Records from a collection:
********************

//! Inbound payloads of the intake entry points and their validation.

use base64::{engine::general_purpose, Engine as _};
use serde::{Deserialize, Serialize};

use crate::constants::{MAX_PROOF_BYTES, MAX_RISK_LEVEL};
use crate::error::{ReferralError, ReferralResult};
use crate::referral::{
    ConsentMethod, ConsentProof, CounselorContact, ParentContact, SignatureImage, StudentDetails,
};
use crate::utils::ValidationUtils;

/// A consent proof file uploaded by the counselor (manual consent only).
#[derive(Debug, Clone, PartialEq, Eq, Serialize, Deserialize)]
pub struct ProofUpload {
    pub file_name: String,
    pub mime_type: String,
    #[serde(with = "base64_bytes")]
    pub bytes: Vec<u8>,
}

impl ProofUpload {
    /// Metadata kept locally; the bytes only go to the CRM.
    pub fn metadata(&self) -> ConsentProof {
        ConsentProof {
            file_name: self.file_name.clone(),
            mime_type: self.mime_type.clone(),
            size_bytes: self.bytes.len(),
            document_id: None,
        }
    }
}

/// The counselor's referral form.
#[derive(Debug, Clone, PartialEq, Eq, Serialize, Deserialize)]
pub struct CounselorSubmission {
    pub counselor: CounselorContact,
    #[serde(default)]
    pub parent: ParentContact,
    pub consent_method: ConsentMethod,
    #[serde(default)]
    pub destination: Option<String>,
    #[serde(default)]
    pub consent_proof: Option<ProofUpload>,
}

impl CounselorSubmission {
    pub fn validate(&self) -> ReferralResult<()> {
        ValidationUtils::require_non_empty_string(&self.counselor.name, "counselor name")?;
        ValidationUtils::require_valid_email(&self.counselor.email, "counselor email")?;
        ValidationUtils::require_valid_phone(&self.counselor.mobile, "counselor mobile")?;
        ValidationUtils::require_non_empty_string(&self.counselor.school_name, "school name")?;

        let parent_email = self.parent.email.as_deref().filter(|e| !e.trim().is_empty());
        let parent_phone = self.parent.phone.as_deref().filter(|p| !p.trim().is_empty());
        if parent_email.is_none() && parent_phone.is_none() {
            return Err(ReferralError::validation(
                "parent email or phone is required",
            ));
        }
        if let Some(email) = parent_email {
            ValidationUtils::require_valid_email(email, "parent email")?;
        }
        if let Some(phone) = parent_phone {
            ValidationUtils::require_valid_phone(phone, "parent phone")?;
        }

        if let Some(proof) = &self.consent_proof {
            if self.consent_method != ConsentMethod::Manual {
                return Err(ReferralError::validation(
                    "a consent proof file is only accepted for manual consent",
                ));
            }
            ValidationUtils::require_non_empty_string(&proof.file_name, "consent proof file name")?;
            ValidationUtils::require_non_empty_string(&proof.mime_type, "consent proof type")?;
            if proof.bytes.is_empty() {
                return Err(ReferralError::validation("consent proof file is empty"));
            }
            if proof.bytes.len() > MAX_PROOF_BYTES {
                return Err(ReferralError::validation(format!(
                    "consent proof file exceeds {} bytes",
                    MAX_PROOF_BYTES
                )));
            }
        }
        Ok(())
    }
}

/// The parent's digital consent form.
#[derive(Debug, Clone, PartialEq, Eq, Serialize, Deserialize)]
pub struct ConsentPayload {
    pub parent_names: Vec<String>,
    pub signatures: Vec<SignatureImage>,
    /// The "I agree" checkbox.
    pub consent_confirmed: bool,
}

impl ConsentPayload {
    pub fn validate(&self) -> ReferralResult<()> {
        if !self.consent_confirmed {
            return Err(ReferralError::validation("consent was not confirmed"));
        }
        ValidationUtils::require_non_empty_collection(&self.parent_names, "parent names")?;
        for name in &self.parent_names {
            ValidationUtils::require_non_empty_string(name, "parent name")?;
        }
        ValidationUtils::require_non_empty_collection(&self.signatures, "signatures")?;
        for signature in &self.signatures {
            ValidationUtils::require_non_empty_string(&signature.signer_name, "signer name")?;
            if decode_signature(signature).is_none() {
                return Err(ReferralError::validation(format!(
                    "signature of {} is not a valid image",
                    signature.signer_name
                )));
            }
        }
        Ok(())
    }
}

/// Student details submitted by the counselor or case worker.
#[derive(Debug, Clone, PartialEq, Eq, Serialize, Deserialize)]
pub struct StudentPayload {
    pub first_name: String,
    pub last_name: String,
    #[serde(default)]
    pub date_of_birth: Option<String>,
    #[serde(default)]
    pub grade: Option<String>,
    pub risk_level: i64,
    #[serde(default)]
    pub notes: Option<String>,
}

impl StudentPayload {
    pub fn validate(&self) -> ReferralResult<()> {
        ValidationUtils::require_non_empty_string(&self.first_name, "student first name")?;
        ValidationUtils::require_non_empty_string(&self.last_name, "student last name")?;
        ValidationUtils::require_in_range(
            self.risk_level,
            0,
            i64::from(MAX_RISK_LEVEL),
            "risk_level",
        )?;
        if let Some(dob) = self.date_of_birth.as_deref().filter(|d| !d.is_empty()) {
            if chrono::NaiveDate::parse_from_str(dob, "%Y-%m-%d").is_err() {
                return Err(ReferralError::validation(
                    "date of birth must be formatted YYYY-MM-DD",
                ));
            }
        }
        Ok(())
    }

    /// Converts a validated payload.
    pub fn to_details(&self) -> ReferralResult<StudentDetails> {
        let risk_level = u8::try_from(self.risk_level)
            .map_err(|_| ReferralError::validation("risk_level is out of range"))?;
        Ok(StudentDetails {
            first_name: self.first_name.trim().to_string(),
            last_name: self.last_name.trim().to_string(),
            date_of_birth: self.date_of_birth.clone().filter(|d| !d.is_empty()),
            grade: self.grade.clone().filter(|g| !g.is_empty()),
            risk_level,
            notes: self.notes.clone().filter(|n| !n.is_empty()),
        })
    }
}

/// Decodes a signature given as a data URL (`data:image/png;base64,...`)
/// or as bare base64. Returns the bytes and their mime type.
pub fn decode_signature(signature: &SignatureImage) -> Option<(Vec<u8>, String)> {
    let data = signature.image_data.trim();
    let (mime_type, payload) = match data.strip_prefix("data:") {
        Some(rest) => {
            let (meta, payload) = rest.split_once(',')?;
            let mime_type = meta.strip_suffix(";base64")?;
            (mime_type.to_string(), payload)
        }
        None => ("image/png".to_string(), data),
    };
    let bytes = general_purpose::STANDARD.decode(payload).ok()?;
    if bytes.is_empty() {
        return None;
    }
    Some((bytes, mime_type))
}

mod base64_bytes {
    use base64::{engine::general_purpose, Engine as _};
    use serde::{Deserialize, Deserializer, Serializer};

    pub fn serialize<S: Serializer>(bytes: &[u8], serializer: S) -> Result<S::Ok, S::Error> {
        serializer.serialize_str(&general_purpose::STANDARD.encode(bytes))
    }

    pub fn deserialize<'de, D: Deserializer<'de>>(deserializer: D) -> Result<Vec<u8>, D::Error> {
        let encoded = String::deserialize(deserializer)?;
        general_purpose::STANDARD
            .decode(encoded.as_bytes())
            .map_err(serde::de::Error::custom)
    }
}

#[cfg(test)]
mod tests {
    use super::*;

    fn counselor() -> CounselorContact {
        CounselorContact {
            name: "Dana Levi".to_string(),
            email: "dana@school.example".to_string(),
            mobile: "050-123-4567".to_string(),
            school_name: "Hillside High".to_string(),
        }
    }

    fn submission(method: ConsentMethod) -> CounselorSubmission {
        CounselorSubmission {
            counselor: counselor(),
            parent: ParentContact {
                email: Some("parent@example.org".to_string()),
                phone: None,
            },
            consent_method: method,
            destination: None,
            consent_proof: None,
        }
    }

    #[test]
    fn test_submission_requires_a_parent_channel() {
        let mut s = submission(ConsentMethod::Digital);
        assert!(s.validate().is_ok());
        s.parent = ParentContact::default();
        assert!(matches!(s.validate(), Err(ReferralError::Validation(_))));
    }

    #[test]
    fn test_proof_only_for_manual_consent() {
        let proof = ProofUpload {
            file_name: "consent.pdf".to_string(),
            mime_type: "application/pdf".to_string(),
            bytes: vec![1, 2, 3],
        };
        let mut s = submission(ConsentMethod::Digital);
        s.consent_proof = Some(proof.clone());
        assert!(s.validate().is_err());

        let mut s = submission(ConsentMethod::Manual);
        s.consent_proof = Some(proof);
        assert!(s.validate().is_ok());
    }

    #[test]
    fn test_risk_level_range() {
        let mut payload = StudentPayload {
            first_name: "Noa".to_string(),
            last_name: "Cohen".to_string(),
            date_of_birth: Some("2010-04-02".to_string()),
            grade: None,
            risk_level: 10,
            notes: None,
        };
        assert!(payload.validate().is_ok());
        assert_eq!(payload.to_details().unwrap().risk_level, 10);

        payload.risk_level = 11;
        assert!(payload.validate().is_err());
        payload.risk_level = -1;
        assert!(payload.validate().is_err());
    }

    #[test]
    fn test_bad_date_of_birth() {
        let payload = StudentPayload {
            first_name: "Noa".to_string(),
            last_name: "Cohen".to_string(),
            date_of_birth: Some("02/04/2010".to_string()),
            grade: None,
            risk_level: 2,
            notes: None,
        };
        assert!(payload.validate().is_err());
    }

    #[test]
    fn test_decode_signature() {
        let data_url = SignatureImage {
            signer_name: "Miriam".to_string(),
            image_data: "data:image/jpeg;base64,aGVsbG8=".to_string(),
        };
        let (bytes, mime) = decode_signature(&data_url).unwrap();
        assert_eq!(bytes, b"hello");
        assert_eq!(mime, "image/jpeg");

        let bare = SignatureImage {
            signer_name: "Miriam".to_string(),
            image_data: "aGVsbG8=".to_string(),
        };
        assert_eq!(decode_signature(&bare).unwrap().1, "image/png");

        let broken = SignatureImage {
            signer_name: "Miriam".to_string(),
            image_data: "data:image/png;base64,***".to_string(),
        };
        assert!(decode_signature(&broken).is_none());
    }

    #[test]
    fn test_consent_requires_confirmation() {
        let payload = ConsentPayload {
            parent_names: vec!["Miriam Cohen".to_string()],
            signatures: vec![SignatureImage {
                signer_name: "Miriam Cohen".to_string(),
                image_data: "aGVsbG8=".to_string(),
            }],
            consent_confirmed: false,
        };
        assert!(payload.validate().is_err());
    }
}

********************

What you are asked to do: Lines in the records above that contain the word "ConsentPayload" need to be counted; the reply is that number and nothing else.

Response to the task: 3